Easy check: you claim you did $\theta =0$ successfully. So that must have been $F_{\text {max} }=\displaystyle {3\mu mg \over \cos\theta+3\mu \sin \theta-2b/R}\quad$ ?

$\$

Got it thank you so much
Now i can forget about yoyos forever!!!

 

[BvU]

I have (from your posts):$$\begin{align*} R\mu(mg-F\sin\theta)-bF &=I\alpha \\ \ &\ \\
I\alpha&={1\over 2} m R^2 \alpha = {R\over 2} ma = {R\over 2} \Bigl ( F\cos\theta - \mu\left ( mg -F\sin\theta\right)\Bigr ) \\ \ &\ \\
2\mu(mg-F\sin\theta)-2b{F/R} &=F\cos\theta - \mu\left ( mg -F\sin\theta\right )\\ \ &\ \\
3\mu mg &= F\Bigl( \cos\theta + 3\mu\sin\theta +2b/R \Bigr ) \\ \ &\ \\
F &= {3\mu mg \over \cos\theta + 3\mu\sin\theta +2b/R }
\end{align*} $$which fits for $\mu=0$ and $\theta = 0$ -- and cw.

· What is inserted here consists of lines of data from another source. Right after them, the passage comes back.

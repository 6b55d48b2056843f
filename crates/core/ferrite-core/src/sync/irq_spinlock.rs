//! Interrupt-safe spin lock.
//!
//! Raises the interrupt priority level before acquiring the inner spin
//! lock and restores it on release. This prevents deadlocks when a lock
//! is shared between interrupt handlers and normal kernel code. All
//! blocking primitives guard their internal state with this lock.

use core::cell::UnsafeCell;
use core::ops::{Deref, DerefMut};
use core::sync::atomic::{AtomicBool, Ordering};

use crate::intr;

/// A spin lock that masks interrupts while held.
pub struct IrqSpinLock<T> {
    locked: AtomicBool,
    name: &'static str,
    data: UnsafeCell<T>,
}

// SAFETY: Same reasoning as SpinLock — atomic ops ensure exclusive access.
unsafe impl<T: Send> Send for IrqSpinLock<T> {}
unsafe impl<T: Send> Sync for IrqSpinLock<T> {}

impl<T> IrqSpinLock<T> {
    /// Creates a new unlocked `IrqSpinLock`.
    pub const fn new(value: T) -> Self {
        Self {
            locked: AtomicBool::new(false),
            name: "<unnamed>",
            data: UnsafeCell::new(value),
        }
    }

    /// Creates a new unlocked `IrqSpinLock` with a name for diagnostics.
    pub const fn named(name: &'static str, value: T) -> Self {
        Self {
            locked: AtomicBool::new(false),
            name,
            data: UnsafeCell::new(value),
        }
    }

    /// Returns the diagnostic name.
    pub const fn name(&self) -> &'static str {
        self.name
    }

    /// Acquires the lock, raising the interrupt priority level first.
    pub fn lock(&self) -> IrqSpinLockGuard<'_, T> {
        let saved_ipl = intr::raise();

        // TTAS spin to acquire.
        loop {
            if self
                .locked
                .compare_exchange_weak(false, true, Ordering::Acquire, Ordering::Relaxed)
                .is_ok()
            {
                return IrqSpinLockGuard {
                    lock: self,
                    saved_ipl,
                };
            }
            while self.locked.load(Ordering::Relaxed) {
                core::hint::spin_loop();
            }
        }
    }

    /// Attempts to acquire the lock without spinning.
    pub fn try_lock(&self) -> Option<IrqSpinLockGuard<'_, T>> {
        let saved_ipl = intr::raise();
        if self
            .locked
            .compare_exchange(false, true, Ordering::Acquire, Ordering::Relaxed)
            .is_ok()
        {
            Some(IrqSpinLockGuard {
                lock: self,
                saved_ipl,
            })
        } else {
            // Failed — restore the interrupt priority level.
            intr::restore(saved_ipl);
            None
        }
    }
}

/// RAII guard that restores the interrupt priority level on drop.
pub struct IrqSpinLockGuard<'a, T> {
    lock: &'a IrqSpinLock<T>,
    saved_ipl: u32,
}

impl<T> Deref for IrqSpinLockGuard<'_, T> {
    type Target = T;

    fn deref(&self) -> &T {
        // SAFETY: The lock is held, so we have exclusive access to the data.
        unsafe { &*self.lock.data.get() }
    }
}

impl<T> DerefMut for IrqSpinLockGuard<'_, T> {
    fn deref_mut(&mut self) -> &mut T {
        // SAFETY: The lock is held, so we have exclusive access to the data.
        unsafe { &mut *self.lock.data.get() }
    }
}

impl<T> Drop for IrqSpinLockGuard<'_, T> {
    fn drop(&mut self) {
        self.lock.locked.store(false, Ordering::Release);
        intr::restore(self.saved_ipl);
    }
}

#[cfg(test)]
mod tests {
    use super::*;

    #[test]
    fn lock_raises_ipl() {
        let lock = IrqSpinLock::new(1);
        assert!(!intr::raised());
        {
            let guard = lock.lock();
            assert!(intr::raised());
            assert_eq!(*guard, 1);
        }
        assert!(!intr::raised());
    }

    #[test]
    fn try_lock_restores_ipl_on_failure() {
        let lock = IrqSpinLock::new(());
        let _held = lock.lock();
        assert!(lock.try_lock().is_none());
        // One raise for the held guard only.
        drop(_held);
        assert!(!intr::raised());
    }

    #[test]
    fn nested_locks() {
        let a = IrqSpinLock::named("a", 1);
        let b = IrqSpinLock::named("b", 2);
        let ga = a.lock();
        let gb = b.lock();
        assert_eq!(*ga + *gb, 3);
        drop(gb);
        assert!(intr::raised());
        drop(ga);
        assert!(!intr::raised());
    }
}
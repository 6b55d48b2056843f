//! Kernel tunables.

/// Lowest PID handed out to user processes.
pub const PID_MIN: u32 = 2;

/// One past the highest PID; also the process-table size.
pub const PID_MAX: u32 = 256;

/// Per-process file-table size.
pub const OPEN_MAX: usize = 128;

/// Longest file-name string accepted from user space, NUL excluded.
pub const NAME_MAX: usize = 255;

/// Longest path string accepted from user space, NUL excluded.
pub const PATH_MAX: usize = 1024;

/// Total bytes of padded argv strings accepted by exec.
pub const ARG_MAX: usize = 65536;

/// Maximum number of argv entries accepted by exec.
pub const MAX_ARGS: usize = 1024;
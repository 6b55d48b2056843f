//! Synchronization scenarios driven through the task executor.

use std::sync::Arc;
use std::sync::atomic::{AtomicBool, AtomicU32, Ordering};

use ferrite_core::sync::{Condvar, Mutex, RwLock, Semaphore};
use ferrite_kernel::sched::{Executor, yield_now};

#[test]
fn semaphore_pair() {
    // One task releases, the other acquires; the acquirer returns and
    // the final count is zero.
    let exec = Executor::new();
    let sem = Arc::new(Semaphore::new("pair", 0));

    {
        let sem = sem.clone();
        exec.spawn_named("releaser", async move {
            yield_now().await;
            sem.release();
        });
    }

    {
        let sem = sem.clone();
        exec.block_on(async move {
            sem.acquire().await;
        });
    }
    assert_eq!(sem.count(), 0);
}

#[test]
fn semaphore_counts_multiple_releases() {
    let exec = Executor::new();
    let sem = Arc::new(Semaphore::new("multi", 0));
    let acquired = Arc::new(AtomicU32::new(0));

    for _ in 0..3 {
        let sem = sem.clone();
        let acquired = acquired.clone();
        exec.spawn_named("acquirer", async move {
            sem.acquire().await;
            acquired.fetch_add(1, Ordering::SeqCst);
        });
    }

    {
        let sem = sem.clone();
        exec.block_on(async move {
            for _ in 0..3 {
                sem.release();
                yield_now().await;
            }
        });
    }
    exec.run_until_idle();

    assert_eq!(acquired.load(Ordering::SeqCst), 3);
    assert_eq!(sem.count(), 0);
}

struct Channel {
    state: Mutex<u32>,
    cond: Condvar,
}

#[test]
fn condvar_producer_consumer_repeated() {
    // A producer hands 1000 items to a consumer through a monitor.
    // Every handoff exercises the release-and-park path: the consumer
    // must never miss a signal sent between its mutex release and its
    // sleep.
    const ROUNDS: u32 = 1000;

    let exec = Executor::new();
    let chan = Arc::new(Channel {
        state: Mutex::new("chan", 0),
        cond: Condvar::new("chan"),
    });

    {
        let chan = chan.clone();
        exec.spawn_named("producer", async move {
            for _ in 0..ROUNDS {
                let mut count = chan.state.lock().await;
                *count += 1;
                chan.cond.signal(&count);
                drop(count);
                // Interleave with the consumer.
                yield_now().await;
            }
        });
    }

    let consumed = {
        let chan = chan.clone();
        exec.block_on(async move {
            let mut consumed = 0;
            while consumed < ROUNDS {
                let mut count = chan.state.lock().await;
                while *count == 0 {
                    count = chan.cond.wait(count).await;
                }
                *count -= 1;
                consumed += 1;
            }
            consumed
        })
    };

    assert_eq!(consumed, ROUNDS);
    exec.run_until_idle();
    let final_count = exec.block_on({
        let chan = chan.clone();
        async move { *chan.state.lock().await }
    });
    assert_eq!(final_count, 0);
}

#[test]
fn condvar_broadcast_releases_every_waiter() {
    let exec = Executor::new();
    let chan = Arc::new(Channel {
        state: Mutex::new("gate", 0),
        cond: Condvar::new("gate"),
    });
    let through = Arc::new(AtomicU32::new(0));

    for _ in 0..4 {
        let chan = chan.clone();
        let through = through.clone();
        exec.spawn_named("waiter", async move {
            let mut gate = chan.state.lock().await;
            while *gate == 0 {
                gate = chan.cond.wait(gate).await;
            }
            through.fetch_add(1, Ordering::SeqCst);
        });
    }

    {
        let chan = chan.clone();
        exec.block_on(async move {
            // Let every waiter park first.
            yield_now().await;
            let mut gate = chan.state.lock().await;
            *gate = 1;
            chan.cond.broadcast(&gate);
        });
    }
    exec.run_until_idle();

    assert_eq!(through.load(Ordering::SeqCst), 4);
}

#[test]
fn rwlock_writer_preference() {
    // Four readers cycle the lock continuously; a writer arrives once
    // readers are in flight. The writer must get through long before
    // the reader population drains.
    const READERS: u32 = 4;
    const ITERS: u32 = 100;

    let exec = Executor::new();
    let rw = Arc::new(RwLock::new("pref", 0u32));
    let writer_done = Arc::new(AtomicBool::new(false));
    let reads_before_write = Arc::new(AtomicU32::new(0));

    for _ in 0..READERS {
        let rw = rw.clone();
        let writer_done = writer_done.clone();
        let reads_before_write = reads_before_write.clone();
        exec.spawn_named("reader", async move {
            for _ in 0..ITERS {
                let guard = rw.read().await;
                assert_eq!(*guard, if writer_done.load(Ordering::SeqCst) { 1 } else { 0 });
                yield_now().await;
                drop(guard);
                if !writer_done.load(Ordering::SeqCst) {
                    reads_before_write.fetch_add(1, Ordering::SeqCst);
                }
                yield_now().await;
            }
        });
    }

    {
        let rw = rw.clone();
        let writer_done = writer_done.clone();
        exec.block_on(async move {
            // Let a couple of readers get in first.
            yield_now().await;
            let mut guard = rw.write().await;
            *guard = 1;
            writer_done.store(true, Ordering::SeqCst);
        });
    }
    exec.run_until_idle();

    assert!(writer_done.load(Ordering::SeqCst));
    let before = reads_before_write.load(Ordering::SeqCst);
    assert!(
        before < READERS * ITERS / 2,
        "writer starved: {before} reads completed before the write"
    );
    // Readers resumed after the writer and finished their iterations.
    assert_eq!(rw.reader_count(), 0);
    assert!(!rw.is_writing());
}

#[test]
fn mutex_mutual_exclusion_under_contention() {
    // Classic increment race: with real mutual exclusion the total is
    // exact even though every task yields mid-critical-section.
    const TASKS: u32 = 8;
    const ITERS: u32 = 50;

    let exec = Executor::new();
    let counter = Arc::new(Mutex::new("counter", 0u32));

    for _ in 0..TASKS {
        let counter = counter.clone();
        exec.spawn_named("incrementer", async move {
            for _ in 0..ITERS {
                let mut guard = counter.lock().await;
                let seen = *guard;
                yield_now().await;
                *guard = seen + 1;
                drop(guard);
            }
        });
    }
    exec.run_until_idle();

    let total = exec.block_on({
        let counter = counter.clone();
        async move { *counter.lock().await }
    });
    assert_eq!(total, TASKS * ITERS);
}
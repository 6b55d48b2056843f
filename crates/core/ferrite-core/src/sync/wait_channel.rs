//! Wait channel: a named queue of parked tasks.
//!
//! Every blocking primitive owns a `WaitChannel` and parks waiters on it
//! by registering their [`Waker`] and returning `Poll::Pending`. The
//! atomic sleep-and-release contract is by construction: a primitive
//! registers the waker while its own spin lock is still held, and every
//! waker on the wake side runs after the state mutation under that same
//! lock, so a wakeup issued after the waiter's predicate check cannot be
//! lost.

extern crate alloc;

use alloc::collections::VecDeque;
use core::task::Waker;

use super::IrqSpinLock;

/// A queue of [`Waker`]s parked on an event.
pub struct WaitChannel {
    name: &'static str,
    waiters: IrqSpinLock<VecDeque<Waker>>,
}

impl WaitChannel {
    /// Creates an empty wait channel.
    pub const fn new(name: &'static str) -> Self {
        Self {
            name,
            waiters: IrqSpinLock::new(VecDeque::new()),
        }
    }

    /// Returns the diagnostic name.
    pub const fn name(&self) -> &'static str {
        self.name
    }

    /// Parks the calling task: queues its waker for a later wake.
    ///
    /// Contract: the caller holds the owning primitive's spin lock and
    /// returns `Poll::Pending` immediately after, re-checking its
    /// predicate on the next poll (Mesa semantics).
    pub fn register(&self, waker: &Waker) {
        self.waiters.lock().push_back(waker.clone());
    }

    /// Wakes one parked task (FIFO order). No-op when empty.
    pub fn wake_one(&self) {
        let waker = self.waiters.lock().pop_front();
        if let Some(w) = waker {
            w.wake();
        }
    }

    /// Wakes every parked task.
    pub fn wake_all(&self) {
        let drained: VecDeque<Waker> = {
            let mut waiters = self.waiters.lock();
            core::mem::take(&mut *waiters)
        };
        for w in drained {
            w.wake();
        }
    }

    /// Returns the number of parked wakers.
    ///
    /// A task that was woken but has not re-polled yet is not counted,
    /// so this is a lower bound on logical waiters.
    pub fn waiter_count(&self) -> usize {
        self.waiters.lock().len()
    }
}

#[cfg(test)]
mod tests {
    use super::*;
    use crate::sync::test_waker::counting_waker;
    use core::task::Waker;
    use std::sync::atomic::Ordering;

    #[test]
    fn wake_one_empty_no_panic() {
        let wc = WaitChannel::new("empty");
        wc.wake_one();
    }

    #[test]
    fn wake_all_empty_no_panic() {
        let wc = WaitChannel::new("empty");
        wc.wake_all();
    }

    #[test]
    fn wake_one_fifo() {
        let wc = WaitChannel::new("fifo");
        let (w1, c1) = counting_waker();
        let (w2, c2) = counting_waker();
        wc.register(&w1);
        wc.register(&w2);

        wc.wake_one();
        assert!(c1.load(Ordering::SeqCst) > 0, "first waker should be woken");
        assert_eq!(
            c2.load(Ordering::SeqCst),
            0,
            "second waker should not be woken"
        );

        wc.wake_one();
        assert!(c2.load(Ordering::SeqCst) > 0);
    }

    #[test]
    fn wake_all_wakes_everyone() {
        let wc = WaitChannel::new("all");
        let (w1, c1) = counting_waker();
        let (w2, c2) = counting_waker();
        let (w3, c3) = counting_waker();
        wc.register(&w1);
        wc.register(&w2);
        wc.register(&w3);

        wc.wake_all();
        assert!(c1.load(Ordering::SeqCst) > 0);
        assert!(c2.load(Ordering::SeqCst) > 0);
        assert!(c3.load(Ordering::SeqCst) > 0);
        assert_eq!(wc.waiter_count(), 0);
    }

    #[test]
    fn waiter_count_tracks_registrations() {
        let wc = WaitChannel::new("count");
        assert_eq!(wc.waiter_count(), 0);
        let waker = Waker::noop();
        wc.register(waker);
        wc.register(waker);
        assert_eq!(wc.waiter_count(), 2);
        wc.wake_one();
        assert_eq!(wc.waiter_count(), 1);
    }
}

Must have been an overlooked minus sign.Not finished for ccw though...

$\$

 

[Justforthisquestion1]

I have (from your posts):$$\begin{align*} R\mu(mg-F\sin\theta)-bF &=I\alpha \\ \ &\ \\
I\alpha&={1\over 2} m R^2 \alpha = {R\over 2} ma = {R\over 2} \Bigl ( F\cos\theta - \mu\left ( mg -F\sin\theta\right)\Bigr ) \\ \ &\ \\
2\mu(mg-F\sin\theta)-2b{F/R} &=F\cos\theta - \mu\left ( mg -F\sin\theta\right )\\ \ &\ \\
3\mu mg &= F\Bigl( \cos\theta + 3\mu\sin\theta +2b/R \Bigr ) \\ \ &\ \\
F &= {3\mu mg \over \cos\theta + 3\mu\sin\theta +2b/R }
\end{align*} $$which fits for $\mu=0$ and $\theta = 0$ -- and cw.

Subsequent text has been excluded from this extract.